WHAT YOU SHOULD DO = Within the entries below, count the lines that hold the string "Deserialize" and give only that number.

Saved entries:
╔══

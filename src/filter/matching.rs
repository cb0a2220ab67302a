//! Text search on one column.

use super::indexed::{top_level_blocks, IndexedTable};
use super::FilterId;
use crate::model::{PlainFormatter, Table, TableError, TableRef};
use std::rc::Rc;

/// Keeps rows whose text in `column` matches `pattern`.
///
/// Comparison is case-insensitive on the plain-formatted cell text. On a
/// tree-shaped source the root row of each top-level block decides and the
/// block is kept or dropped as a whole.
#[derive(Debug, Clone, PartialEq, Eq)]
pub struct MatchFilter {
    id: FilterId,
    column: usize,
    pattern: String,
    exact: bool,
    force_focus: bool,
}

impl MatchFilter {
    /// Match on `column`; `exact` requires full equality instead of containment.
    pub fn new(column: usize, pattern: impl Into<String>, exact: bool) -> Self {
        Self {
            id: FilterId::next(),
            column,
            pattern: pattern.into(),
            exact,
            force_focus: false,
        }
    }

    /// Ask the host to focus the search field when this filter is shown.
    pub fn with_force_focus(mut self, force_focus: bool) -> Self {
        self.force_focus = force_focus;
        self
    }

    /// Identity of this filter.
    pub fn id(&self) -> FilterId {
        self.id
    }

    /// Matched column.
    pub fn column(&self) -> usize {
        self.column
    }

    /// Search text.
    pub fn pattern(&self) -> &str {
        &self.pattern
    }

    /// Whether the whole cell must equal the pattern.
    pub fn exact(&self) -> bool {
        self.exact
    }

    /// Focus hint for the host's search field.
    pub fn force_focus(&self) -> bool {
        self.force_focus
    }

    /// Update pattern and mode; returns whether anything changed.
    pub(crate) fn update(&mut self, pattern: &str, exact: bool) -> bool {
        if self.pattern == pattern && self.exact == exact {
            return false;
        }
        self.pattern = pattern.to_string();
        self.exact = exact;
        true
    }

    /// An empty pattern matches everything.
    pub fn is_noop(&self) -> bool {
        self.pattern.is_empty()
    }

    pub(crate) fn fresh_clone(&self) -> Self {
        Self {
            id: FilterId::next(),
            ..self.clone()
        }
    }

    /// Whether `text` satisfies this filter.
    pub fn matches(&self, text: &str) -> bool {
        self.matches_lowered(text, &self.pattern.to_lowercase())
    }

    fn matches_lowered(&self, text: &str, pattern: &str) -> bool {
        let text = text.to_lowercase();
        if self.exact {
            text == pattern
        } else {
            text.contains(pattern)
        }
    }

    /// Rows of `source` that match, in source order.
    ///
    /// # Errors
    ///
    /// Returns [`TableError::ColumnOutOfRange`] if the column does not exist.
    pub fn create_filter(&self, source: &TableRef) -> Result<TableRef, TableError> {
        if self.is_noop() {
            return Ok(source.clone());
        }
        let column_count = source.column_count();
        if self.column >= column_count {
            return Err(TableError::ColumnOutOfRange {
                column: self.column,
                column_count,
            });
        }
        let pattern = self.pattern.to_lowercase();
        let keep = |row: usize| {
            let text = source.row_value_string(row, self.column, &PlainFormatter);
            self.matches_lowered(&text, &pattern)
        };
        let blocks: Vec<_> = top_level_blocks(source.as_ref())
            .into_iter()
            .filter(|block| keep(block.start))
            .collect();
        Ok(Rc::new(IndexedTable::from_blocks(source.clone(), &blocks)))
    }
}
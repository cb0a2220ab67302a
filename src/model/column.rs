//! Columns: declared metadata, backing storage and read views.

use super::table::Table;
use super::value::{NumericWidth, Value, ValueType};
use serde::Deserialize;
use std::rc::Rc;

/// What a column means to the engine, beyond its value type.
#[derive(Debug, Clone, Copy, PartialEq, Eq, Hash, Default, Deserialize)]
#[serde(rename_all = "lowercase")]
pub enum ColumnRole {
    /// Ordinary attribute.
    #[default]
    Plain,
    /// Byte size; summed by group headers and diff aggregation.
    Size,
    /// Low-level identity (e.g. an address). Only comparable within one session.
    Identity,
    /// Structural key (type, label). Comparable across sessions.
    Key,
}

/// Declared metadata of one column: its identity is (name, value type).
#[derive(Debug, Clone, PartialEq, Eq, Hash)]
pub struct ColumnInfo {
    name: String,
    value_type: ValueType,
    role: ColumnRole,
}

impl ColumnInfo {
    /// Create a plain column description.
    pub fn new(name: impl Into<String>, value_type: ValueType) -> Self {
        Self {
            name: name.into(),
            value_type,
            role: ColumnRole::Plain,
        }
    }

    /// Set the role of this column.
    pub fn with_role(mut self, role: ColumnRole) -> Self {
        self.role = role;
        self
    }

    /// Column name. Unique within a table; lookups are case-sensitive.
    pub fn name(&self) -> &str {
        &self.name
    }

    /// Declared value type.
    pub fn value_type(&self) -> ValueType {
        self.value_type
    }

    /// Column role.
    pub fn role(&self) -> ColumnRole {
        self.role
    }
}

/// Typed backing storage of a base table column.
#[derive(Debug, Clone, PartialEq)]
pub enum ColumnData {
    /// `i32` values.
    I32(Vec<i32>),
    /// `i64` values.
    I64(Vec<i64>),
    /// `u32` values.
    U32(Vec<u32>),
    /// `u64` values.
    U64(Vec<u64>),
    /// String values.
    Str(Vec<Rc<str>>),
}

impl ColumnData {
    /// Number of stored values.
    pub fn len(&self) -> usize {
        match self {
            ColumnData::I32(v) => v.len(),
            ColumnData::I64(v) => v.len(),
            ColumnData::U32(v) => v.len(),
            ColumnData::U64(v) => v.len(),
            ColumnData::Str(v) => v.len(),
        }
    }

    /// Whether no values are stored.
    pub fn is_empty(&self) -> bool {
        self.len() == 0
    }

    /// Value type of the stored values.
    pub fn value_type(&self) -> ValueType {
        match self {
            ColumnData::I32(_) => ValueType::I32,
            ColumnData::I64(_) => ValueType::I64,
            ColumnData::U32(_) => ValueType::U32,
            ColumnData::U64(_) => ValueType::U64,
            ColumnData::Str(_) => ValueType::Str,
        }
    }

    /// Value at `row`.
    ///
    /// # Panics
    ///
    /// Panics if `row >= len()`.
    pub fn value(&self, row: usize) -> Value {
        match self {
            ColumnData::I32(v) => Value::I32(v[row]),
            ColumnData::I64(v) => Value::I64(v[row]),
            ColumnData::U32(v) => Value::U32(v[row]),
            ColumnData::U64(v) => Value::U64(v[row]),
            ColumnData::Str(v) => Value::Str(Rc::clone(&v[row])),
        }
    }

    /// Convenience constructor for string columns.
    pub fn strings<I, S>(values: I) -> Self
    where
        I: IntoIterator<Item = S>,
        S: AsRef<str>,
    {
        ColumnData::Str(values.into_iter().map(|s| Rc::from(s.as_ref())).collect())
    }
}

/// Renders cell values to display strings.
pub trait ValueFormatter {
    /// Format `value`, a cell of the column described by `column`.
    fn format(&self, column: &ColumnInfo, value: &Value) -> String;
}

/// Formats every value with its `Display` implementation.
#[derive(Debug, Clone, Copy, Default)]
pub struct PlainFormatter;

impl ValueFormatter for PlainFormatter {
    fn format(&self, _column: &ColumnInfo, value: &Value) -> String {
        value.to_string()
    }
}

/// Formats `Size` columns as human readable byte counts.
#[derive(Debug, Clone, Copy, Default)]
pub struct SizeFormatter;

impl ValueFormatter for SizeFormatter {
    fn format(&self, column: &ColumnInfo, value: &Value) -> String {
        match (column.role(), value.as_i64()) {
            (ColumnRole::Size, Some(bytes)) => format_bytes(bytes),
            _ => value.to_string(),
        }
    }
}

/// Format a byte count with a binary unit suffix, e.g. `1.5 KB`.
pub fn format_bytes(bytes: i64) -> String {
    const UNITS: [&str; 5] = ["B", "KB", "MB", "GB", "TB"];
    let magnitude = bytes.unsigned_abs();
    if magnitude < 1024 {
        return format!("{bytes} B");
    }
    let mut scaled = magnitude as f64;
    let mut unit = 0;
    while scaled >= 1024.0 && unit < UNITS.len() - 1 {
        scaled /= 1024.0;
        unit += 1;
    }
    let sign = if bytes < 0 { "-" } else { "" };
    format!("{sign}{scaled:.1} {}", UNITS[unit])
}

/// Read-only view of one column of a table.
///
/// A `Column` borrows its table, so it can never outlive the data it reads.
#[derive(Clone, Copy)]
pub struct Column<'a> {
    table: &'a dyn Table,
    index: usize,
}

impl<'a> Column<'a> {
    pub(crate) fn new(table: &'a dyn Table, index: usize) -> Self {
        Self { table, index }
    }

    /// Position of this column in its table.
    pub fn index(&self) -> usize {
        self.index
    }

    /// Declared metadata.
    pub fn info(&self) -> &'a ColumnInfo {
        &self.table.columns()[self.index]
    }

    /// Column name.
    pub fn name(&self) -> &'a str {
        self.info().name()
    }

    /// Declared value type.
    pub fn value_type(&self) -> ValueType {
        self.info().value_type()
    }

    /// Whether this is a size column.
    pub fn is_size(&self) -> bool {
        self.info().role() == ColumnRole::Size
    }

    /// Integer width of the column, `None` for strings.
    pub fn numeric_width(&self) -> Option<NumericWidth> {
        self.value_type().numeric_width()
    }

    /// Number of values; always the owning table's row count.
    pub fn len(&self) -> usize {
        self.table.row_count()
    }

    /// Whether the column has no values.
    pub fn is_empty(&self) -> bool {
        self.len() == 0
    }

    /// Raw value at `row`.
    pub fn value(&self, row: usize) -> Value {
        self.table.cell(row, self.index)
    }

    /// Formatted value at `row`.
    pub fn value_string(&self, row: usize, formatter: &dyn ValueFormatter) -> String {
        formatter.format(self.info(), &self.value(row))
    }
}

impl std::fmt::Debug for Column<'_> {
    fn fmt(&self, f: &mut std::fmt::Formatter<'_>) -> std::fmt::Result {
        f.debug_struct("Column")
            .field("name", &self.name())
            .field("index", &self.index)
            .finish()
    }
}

╚══

WRITTEN ANSWER = 2